Your task: Please return the lines of the data below, word for word, from the first line through the line containing "naming the script".

(Collected data entries)
======

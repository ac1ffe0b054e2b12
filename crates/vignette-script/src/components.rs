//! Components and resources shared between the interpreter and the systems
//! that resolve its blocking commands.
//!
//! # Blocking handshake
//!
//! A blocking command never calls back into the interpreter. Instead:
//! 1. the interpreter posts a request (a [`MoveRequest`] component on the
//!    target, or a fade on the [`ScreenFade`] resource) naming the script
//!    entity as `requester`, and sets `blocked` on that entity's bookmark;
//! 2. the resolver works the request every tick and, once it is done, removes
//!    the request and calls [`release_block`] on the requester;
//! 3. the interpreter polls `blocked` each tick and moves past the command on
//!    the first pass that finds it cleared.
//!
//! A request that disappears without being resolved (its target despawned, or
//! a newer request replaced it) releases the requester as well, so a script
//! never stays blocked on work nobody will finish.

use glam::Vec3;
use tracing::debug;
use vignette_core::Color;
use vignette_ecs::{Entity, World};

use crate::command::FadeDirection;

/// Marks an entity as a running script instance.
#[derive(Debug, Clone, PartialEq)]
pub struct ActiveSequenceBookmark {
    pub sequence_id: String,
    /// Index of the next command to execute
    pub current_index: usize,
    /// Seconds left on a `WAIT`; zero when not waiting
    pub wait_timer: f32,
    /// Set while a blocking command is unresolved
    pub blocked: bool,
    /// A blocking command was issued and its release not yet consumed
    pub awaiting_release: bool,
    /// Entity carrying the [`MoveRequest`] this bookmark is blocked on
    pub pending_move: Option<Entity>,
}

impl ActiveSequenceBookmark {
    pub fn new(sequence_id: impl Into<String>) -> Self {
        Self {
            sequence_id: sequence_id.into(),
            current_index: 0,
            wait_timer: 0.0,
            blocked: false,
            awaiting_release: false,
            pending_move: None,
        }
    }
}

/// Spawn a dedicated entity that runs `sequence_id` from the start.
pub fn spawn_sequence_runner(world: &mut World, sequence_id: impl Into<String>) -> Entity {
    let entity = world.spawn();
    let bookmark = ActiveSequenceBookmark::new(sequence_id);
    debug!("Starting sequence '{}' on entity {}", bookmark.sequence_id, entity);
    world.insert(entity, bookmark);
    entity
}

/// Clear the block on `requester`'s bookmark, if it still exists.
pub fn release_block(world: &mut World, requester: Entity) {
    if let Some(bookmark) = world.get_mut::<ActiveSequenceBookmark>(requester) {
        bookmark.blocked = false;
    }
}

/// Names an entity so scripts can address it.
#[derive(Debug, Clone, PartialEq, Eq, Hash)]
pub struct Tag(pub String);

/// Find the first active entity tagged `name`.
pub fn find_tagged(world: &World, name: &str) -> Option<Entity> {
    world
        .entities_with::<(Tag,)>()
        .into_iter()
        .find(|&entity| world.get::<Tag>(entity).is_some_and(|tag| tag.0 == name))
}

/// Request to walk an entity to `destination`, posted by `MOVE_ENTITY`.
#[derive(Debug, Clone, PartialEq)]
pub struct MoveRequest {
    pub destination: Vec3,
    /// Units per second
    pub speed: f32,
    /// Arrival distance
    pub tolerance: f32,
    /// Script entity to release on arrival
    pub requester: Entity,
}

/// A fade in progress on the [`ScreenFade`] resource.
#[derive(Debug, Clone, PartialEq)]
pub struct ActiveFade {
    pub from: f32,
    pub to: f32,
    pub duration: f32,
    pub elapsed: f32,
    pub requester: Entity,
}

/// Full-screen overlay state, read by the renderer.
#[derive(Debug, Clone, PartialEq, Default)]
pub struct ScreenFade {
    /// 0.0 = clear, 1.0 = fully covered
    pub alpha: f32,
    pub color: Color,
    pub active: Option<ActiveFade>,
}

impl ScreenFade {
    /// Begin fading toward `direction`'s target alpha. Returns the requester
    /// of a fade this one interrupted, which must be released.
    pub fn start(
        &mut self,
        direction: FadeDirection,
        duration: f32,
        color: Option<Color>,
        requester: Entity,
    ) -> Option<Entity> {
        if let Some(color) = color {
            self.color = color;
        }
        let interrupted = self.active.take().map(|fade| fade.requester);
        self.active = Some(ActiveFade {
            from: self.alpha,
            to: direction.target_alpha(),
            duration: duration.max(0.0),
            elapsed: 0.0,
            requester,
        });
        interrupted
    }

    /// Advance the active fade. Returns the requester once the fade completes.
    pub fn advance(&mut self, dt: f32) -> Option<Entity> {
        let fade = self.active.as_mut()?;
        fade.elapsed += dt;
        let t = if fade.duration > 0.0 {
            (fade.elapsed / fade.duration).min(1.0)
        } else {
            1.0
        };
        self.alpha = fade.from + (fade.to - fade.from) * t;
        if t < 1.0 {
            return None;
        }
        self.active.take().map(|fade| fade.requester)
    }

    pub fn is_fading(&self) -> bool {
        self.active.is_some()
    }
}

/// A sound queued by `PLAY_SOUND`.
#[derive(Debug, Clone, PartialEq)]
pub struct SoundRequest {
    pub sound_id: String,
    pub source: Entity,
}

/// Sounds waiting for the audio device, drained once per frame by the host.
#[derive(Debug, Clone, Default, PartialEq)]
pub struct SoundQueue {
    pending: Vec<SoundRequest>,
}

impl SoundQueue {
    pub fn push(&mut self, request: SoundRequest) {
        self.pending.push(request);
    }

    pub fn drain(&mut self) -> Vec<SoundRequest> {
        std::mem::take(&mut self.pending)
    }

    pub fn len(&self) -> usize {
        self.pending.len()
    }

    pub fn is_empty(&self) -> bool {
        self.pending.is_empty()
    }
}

======

Exercise result:
repository ac1ffe0b054e2b12
filename crates/vignette-script/src/components.rs
//! Components and resources shared between the interpreter and the systems
//! that resolve its blocking commands.
//!
//! # Blocking handshake
//!
//! A blocking command never calls back into the interpreter. Instead:
//! 1. the interpreter posts a request (a [`MoveRequest`] component on the
//!    target, or a fade on the [`ScreenFade`] resource) naming the script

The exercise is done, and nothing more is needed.